EXERCISE AIM:
Show every line in the entries below where the word "elapsed" appears.

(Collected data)
⁂

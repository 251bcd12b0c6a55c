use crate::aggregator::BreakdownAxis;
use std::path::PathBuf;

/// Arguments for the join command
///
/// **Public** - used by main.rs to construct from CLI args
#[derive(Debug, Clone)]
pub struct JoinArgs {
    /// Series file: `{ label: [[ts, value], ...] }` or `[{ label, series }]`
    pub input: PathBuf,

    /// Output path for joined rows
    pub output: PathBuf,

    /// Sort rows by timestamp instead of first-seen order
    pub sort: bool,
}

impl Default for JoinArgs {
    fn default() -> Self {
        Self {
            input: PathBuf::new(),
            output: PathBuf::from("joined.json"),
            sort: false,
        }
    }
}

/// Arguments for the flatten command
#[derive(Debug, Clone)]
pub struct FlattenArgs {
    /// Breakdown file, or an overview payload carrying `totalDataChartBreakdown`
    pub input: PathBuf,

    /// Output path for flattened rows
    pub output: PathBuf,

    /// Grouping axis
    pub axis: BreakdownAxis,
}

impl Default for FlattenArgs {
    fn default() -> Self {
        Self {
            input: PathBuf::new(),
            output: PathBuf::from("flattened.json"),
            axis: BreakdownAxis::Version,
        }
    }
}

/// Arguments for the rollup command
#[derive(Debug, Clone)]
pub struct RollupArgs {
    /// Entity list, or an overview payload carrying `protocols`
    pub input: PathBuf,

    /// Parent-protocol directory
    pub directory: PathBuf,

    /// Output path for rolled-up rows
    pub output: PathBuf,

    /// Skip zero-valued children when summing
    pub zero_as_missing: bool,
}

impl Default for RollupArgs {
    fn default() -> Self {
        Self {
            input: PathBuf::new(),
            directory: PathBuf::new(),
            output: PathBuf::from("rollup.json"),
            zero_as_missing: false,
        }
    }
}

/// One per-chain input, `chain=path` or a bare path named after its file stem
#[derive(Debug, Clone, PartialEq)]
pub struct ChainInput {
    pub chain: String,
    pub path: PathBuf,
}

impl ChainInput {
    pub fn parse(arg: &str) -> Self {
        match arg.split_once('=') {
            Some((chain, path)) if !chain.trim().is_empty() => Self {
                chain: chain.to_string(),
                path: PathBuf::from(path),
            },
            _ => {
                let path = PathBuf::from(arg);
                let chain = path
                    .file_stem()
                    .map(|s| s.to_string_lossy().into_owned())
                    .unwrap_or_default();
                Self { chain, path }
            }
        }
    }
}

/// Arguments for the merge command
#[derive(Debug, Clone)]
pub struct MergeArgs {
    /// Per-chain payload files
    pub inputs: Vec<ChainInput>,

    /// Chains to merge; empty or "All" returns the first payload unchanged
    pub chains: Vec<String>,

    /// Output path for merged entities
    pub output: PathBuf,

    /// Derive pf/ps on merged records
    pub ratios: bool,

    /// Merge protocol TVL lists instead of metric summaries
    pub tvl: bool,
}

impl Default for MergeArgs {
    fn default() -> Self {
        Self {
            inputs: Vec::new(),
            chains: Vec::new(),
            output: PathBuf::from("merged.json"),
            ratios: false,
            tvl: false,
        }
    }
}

⁂

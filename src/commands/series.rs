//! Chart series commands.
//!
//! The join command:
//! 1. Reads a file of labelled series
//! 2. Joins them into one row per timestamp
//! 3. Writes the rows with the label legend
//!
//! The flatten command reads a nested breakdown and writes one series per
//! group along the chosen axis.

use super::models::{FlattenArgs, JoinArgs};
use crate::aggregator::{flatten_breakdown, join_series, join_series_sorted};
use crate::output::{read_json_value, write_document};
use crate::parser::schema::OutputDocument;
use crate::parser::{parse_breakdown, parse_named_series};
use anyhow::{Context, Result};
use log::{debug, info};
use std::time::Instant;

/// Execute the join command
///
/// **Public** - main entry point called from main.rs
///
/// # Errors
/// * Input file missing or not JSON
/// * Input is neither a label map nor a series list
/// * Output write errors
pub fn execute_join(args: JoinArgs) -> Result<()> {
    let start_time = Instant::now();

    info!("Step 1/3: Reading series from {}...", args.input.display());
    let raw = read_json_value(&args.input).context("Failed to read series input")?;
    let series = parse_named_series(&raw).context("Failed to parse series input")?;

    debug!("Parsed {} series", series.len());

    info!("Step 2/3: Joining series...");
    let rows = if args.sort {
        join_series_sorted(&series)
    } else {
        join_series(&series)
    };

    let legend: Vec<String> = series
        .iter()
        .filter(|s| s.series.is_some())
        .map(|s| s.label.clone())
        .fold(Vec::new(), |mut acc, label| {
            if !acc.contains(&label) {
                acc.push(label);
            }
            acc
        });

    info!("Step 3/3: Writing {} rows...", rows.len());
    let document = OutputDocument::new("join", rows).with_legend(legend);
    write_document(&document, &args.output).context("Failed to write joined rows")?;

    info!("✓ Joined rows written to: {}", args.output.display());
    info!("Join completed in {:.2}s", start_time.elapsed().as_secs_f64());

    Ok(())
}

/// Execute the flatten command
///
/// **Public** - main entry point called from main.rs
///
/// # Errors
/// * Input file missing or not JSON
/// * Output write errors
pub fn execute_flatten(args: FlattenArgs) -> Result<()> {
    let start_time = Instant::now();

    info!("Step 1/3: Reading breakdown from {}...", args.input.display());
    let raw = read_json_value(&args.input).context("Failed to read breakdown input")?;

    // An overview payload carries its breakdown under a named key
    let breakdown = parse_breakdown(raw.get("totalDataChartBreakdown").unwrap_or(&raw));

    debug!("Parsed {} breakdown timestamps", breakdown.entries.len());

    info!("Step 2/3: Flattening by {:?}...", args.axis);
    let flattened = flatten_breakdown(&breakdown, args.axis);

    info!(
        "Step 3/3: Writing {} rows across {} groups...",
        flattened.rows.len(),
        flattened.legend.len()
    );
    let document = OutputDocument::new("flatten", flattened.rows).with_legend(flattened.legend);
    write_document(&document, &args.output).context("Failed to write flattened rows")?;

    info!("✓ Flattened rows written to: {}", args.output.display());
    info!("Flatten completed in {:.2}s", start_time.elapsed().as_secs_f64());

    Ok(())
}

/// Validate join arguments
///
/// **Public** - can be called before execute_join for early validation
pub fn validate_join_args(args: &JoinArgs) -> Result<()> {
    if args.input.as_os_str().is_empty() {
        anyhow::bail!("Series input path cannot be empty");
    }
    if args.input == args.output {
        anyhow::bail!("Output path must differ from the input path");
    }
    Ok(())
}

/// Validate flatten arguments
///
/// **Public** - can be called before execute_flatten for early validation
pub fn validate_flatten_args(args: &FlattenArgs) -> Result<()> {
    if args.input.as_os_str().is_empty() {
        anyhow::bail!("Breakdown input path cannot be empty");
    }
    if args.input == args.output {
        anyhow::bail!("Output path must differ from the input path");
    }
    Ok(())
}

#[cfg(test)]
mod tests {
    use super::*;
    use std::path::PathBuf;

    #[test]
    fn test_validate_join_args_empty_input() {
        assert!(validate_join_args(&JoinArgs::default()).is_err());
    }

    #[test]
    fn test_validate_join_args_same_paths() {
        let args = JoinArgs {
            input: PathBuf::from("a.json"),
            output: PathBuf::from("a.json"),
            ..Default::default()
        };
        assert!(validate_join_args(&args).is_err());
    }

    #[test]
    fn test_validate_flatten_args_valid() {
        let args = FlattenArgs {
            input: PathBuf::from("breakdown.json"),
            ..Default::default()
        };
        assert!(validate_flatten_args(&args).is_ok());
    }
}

⁂

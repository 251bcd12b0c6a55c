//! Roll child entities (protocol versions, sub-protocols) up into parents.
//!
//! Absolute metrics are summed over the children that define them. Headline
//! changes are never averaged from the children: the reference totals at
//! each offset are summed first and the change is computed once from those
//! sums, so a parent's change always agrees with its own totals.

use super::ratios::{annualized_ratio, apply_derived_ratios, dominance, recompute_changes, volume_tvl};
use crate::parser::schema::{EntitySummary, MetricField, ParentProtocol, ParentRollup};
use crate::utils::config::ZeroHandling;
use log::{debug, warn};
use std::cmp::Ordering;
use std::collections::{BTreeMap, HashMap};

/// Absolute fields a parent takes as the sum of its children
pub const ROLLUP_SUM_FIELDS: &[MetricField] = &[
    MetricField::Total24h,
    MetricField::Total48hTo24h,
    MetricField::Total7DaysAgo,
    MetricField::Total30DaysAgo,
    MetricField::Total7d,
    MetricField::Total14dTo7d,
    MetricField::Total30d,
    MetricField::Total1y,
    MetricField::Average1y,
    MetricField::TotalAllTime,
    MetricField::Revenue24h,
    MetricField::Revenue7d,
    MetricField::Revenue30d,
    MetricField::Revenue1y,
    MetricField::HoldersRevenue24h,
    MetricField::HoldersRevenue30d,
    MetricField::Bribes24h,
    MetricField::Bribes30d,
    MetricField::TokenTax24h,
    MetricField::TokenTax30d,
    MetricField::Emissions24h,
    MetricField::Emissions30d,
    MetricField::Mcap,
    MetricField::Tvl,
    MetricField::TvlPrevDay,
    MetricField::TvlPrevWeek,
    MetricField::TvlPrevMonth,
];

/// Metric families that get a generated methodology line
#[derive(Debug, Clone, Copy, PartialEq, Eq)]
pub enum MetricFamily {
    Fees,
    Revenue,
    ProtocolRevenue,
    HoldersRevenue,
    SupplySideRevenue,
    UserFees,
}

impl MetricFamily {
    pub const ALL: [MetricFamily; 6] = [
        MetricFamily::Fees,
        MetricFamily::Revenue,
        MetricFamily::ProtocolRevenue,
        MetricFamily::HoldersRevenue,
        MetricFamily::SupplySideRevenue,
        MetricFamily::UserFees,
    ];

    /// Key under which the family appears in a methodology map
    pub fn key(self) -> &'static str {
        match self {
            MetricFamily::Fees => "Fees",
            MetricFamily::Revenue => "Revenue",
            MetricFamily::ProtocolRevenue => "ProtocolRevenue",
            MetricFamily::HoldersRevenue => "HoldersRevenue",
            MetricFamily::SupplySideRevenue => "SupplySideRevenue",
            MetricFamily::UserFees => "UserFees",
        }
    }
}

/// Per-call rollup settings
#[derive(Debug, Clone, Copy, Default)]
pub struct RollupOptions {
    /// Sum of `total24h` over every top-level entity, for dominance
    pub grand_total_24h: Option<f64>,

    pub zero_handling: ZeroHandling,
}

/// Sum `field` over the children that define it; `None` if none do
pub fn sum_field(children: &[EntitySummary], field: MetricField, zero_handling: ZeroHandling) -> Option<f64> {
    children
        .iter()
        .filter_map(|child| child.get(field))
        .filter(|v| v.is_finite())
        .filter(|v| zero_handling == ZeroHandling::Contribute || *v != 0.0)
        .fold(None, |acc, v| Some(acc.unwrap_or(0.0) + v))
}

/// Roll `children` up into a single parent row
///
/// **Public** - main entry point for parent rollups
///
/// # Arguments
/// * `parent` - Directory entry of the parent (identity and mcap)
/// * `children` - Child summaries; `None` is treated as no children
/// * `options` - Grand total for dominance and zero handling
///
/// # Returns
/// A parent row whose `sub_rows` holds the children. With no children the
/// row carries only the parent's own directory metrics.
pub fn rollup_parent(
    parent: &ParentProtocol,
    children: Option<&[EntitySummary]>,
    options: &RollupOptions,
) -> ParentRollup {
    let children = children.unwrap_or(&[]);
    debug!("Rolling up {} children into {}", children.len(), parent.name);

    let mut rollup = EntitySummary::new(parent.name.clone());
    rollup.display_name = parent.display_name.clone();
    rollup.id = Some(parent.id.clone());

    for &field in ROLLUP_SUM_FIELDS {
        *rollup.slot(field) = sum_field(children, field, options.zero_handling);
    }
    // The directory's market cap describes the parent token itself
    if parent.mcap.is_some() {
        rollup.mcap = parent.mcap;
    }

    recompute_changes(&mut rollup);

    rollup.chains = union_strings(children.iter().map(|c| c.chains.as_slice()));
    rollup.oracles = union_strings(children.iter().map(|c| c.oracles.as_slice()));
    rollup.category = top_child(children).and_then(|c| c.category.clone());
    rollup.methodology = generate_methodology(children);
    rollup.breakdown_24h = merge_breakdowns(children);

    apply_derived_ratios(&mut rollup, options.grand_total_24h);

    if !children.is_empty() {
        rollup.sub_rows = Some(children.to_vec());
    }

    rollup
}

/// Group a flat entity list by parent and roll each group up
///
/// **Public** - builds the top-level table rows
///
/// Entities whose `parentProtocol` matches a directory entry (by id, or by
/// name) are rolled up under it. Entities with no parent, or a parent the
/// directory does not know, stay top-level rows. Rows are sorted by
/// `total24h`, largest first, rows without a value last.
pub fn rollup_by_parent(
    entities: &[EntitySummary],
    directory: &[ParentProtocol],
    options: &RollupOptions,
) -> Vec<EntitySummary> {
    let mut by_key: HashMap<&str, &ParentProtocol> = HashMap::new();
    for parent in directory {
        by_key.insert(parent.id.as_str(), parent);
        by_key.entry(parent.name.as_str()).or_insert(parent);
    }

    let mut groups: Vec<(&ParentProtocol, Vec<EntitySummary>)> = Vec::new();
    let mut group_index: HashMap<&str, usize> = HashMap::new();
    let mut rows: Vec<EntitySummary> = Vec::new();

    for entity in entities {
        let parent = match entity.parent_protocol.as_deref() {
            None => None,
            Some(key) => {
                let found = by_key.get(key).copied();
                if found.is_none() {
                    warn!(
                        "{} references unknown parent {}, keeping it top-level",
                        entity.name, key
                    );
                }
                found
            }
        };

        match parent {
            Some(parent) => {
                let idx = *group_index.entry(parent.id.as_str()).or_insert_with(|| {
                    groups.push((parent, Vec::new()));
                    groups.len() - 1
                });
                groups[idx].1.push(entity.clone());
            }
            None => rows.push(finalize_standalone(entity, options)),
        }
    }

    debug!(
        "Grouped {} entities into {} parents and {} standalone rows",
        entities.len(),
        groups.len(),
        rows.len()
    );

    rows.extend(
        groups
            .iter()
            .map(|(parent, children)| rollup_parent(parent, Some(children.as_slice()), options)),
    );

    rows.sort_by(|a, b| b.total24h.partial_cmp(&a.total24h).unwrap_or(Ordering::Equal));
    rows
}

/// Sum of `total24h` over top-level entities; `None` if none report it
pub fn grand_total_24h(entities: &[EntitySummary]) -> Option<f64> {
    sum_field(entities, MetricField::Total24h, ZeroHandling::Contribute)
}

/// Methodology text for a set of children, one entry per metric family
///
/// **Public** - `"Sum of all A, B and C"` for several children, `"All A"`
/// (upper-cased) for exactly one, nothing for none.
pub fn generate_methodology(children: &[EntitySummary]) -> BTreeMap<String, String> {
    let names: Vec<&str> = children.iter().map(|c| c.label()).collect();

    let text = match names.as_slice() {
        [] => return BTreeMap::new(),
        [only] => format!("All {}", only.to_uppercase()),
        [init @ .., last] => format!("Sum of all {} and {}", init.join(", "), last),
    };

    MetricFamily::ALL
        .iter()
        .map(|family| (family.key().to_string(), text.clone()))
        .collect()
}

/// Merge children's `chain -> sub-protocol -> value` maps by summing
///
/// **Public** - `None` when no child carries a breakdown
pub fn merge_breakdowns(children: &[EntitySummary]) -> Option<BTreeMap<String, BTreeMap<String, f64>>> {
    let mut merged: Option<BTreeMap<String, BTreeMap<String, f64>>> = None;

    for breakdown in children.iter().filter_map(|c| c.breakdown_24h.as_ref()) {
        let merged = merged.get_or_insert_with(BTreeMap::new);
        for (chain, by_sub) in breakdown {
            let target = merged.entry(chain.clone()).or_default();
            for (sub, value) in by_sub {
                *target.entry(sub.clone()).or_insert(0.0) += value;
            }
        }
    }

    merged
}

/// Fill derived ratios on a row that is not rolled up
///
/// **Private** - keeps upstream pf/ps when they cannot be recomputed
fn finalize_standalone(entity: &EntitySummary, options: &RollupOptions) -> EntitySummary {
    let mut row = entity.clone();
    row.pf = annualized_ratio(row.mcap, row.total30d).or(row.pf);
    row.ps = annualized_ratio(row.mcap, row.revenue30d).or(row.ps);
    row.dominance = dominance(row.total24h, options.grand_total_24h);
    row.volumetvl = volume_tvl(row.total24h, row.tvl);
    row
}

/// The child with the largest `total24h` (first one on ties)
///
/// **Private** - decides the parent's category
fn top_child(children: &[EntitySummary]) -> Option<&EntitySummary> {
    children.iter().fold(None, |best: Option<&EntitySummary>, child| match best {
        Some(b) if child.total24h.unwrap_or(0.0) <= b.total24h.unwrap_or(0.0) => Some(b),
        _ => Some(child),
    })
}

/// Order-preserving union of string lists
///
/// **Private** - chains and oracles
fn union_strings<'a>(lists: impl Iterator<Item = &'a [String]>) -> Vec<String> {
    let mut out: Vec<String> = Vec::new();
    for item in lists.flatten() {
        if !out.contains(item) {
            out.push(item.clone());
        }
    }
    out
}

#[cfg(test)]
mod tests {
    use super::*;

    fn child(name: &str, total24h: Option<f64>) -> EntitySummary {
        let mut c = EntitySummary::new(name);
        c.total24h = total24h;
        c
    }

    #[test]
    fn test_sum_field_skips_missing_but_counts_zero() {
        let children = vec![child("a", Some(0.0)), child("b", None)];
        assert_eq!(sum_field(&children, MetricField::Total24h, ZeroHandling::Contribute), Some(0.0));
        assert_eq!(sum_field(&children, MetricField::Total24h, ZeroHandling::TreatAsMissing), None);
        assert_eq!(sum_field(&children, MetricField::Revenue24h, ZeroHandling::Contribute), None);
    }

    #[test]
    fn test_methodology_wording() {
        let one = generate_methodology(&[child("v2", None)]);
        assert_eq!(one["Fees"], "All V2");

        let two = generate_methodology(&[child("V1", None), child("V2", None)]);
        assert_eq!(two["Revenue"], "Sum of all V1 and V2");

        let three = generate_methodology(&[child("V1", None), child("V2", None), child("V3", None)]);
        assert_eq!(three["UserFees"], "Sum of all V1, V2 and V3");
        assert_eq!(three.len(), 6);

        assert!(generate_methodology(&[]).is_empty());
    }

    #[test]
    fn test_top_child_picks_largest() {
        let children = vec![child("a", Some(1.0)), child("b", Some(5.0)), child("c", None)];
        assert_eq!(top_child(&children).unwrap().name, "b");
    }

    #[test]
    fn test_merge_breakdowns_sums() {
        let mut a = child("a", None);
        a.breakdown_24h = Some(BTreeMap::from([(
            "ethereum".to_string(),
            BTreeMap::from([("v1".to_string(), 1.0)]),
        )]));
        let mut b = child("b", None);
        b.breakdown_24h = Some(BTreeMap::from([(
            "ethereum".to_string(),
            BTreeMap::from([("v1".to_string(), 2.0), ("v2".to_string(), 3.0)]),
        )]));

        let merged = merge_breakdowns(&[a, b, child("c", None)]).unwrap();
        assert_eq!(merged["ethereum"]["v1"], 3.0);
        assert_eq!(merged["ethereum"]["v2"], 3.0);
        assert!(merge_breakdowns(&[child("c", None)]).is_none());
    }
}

⁂

ANSWER BOX:
    info!("Join completed in {:.2}s", start_time.elapsed().as_secs_f64());
    info!("Flatten completed in {:.2}s", start_time.elapsed().as_secs_f64());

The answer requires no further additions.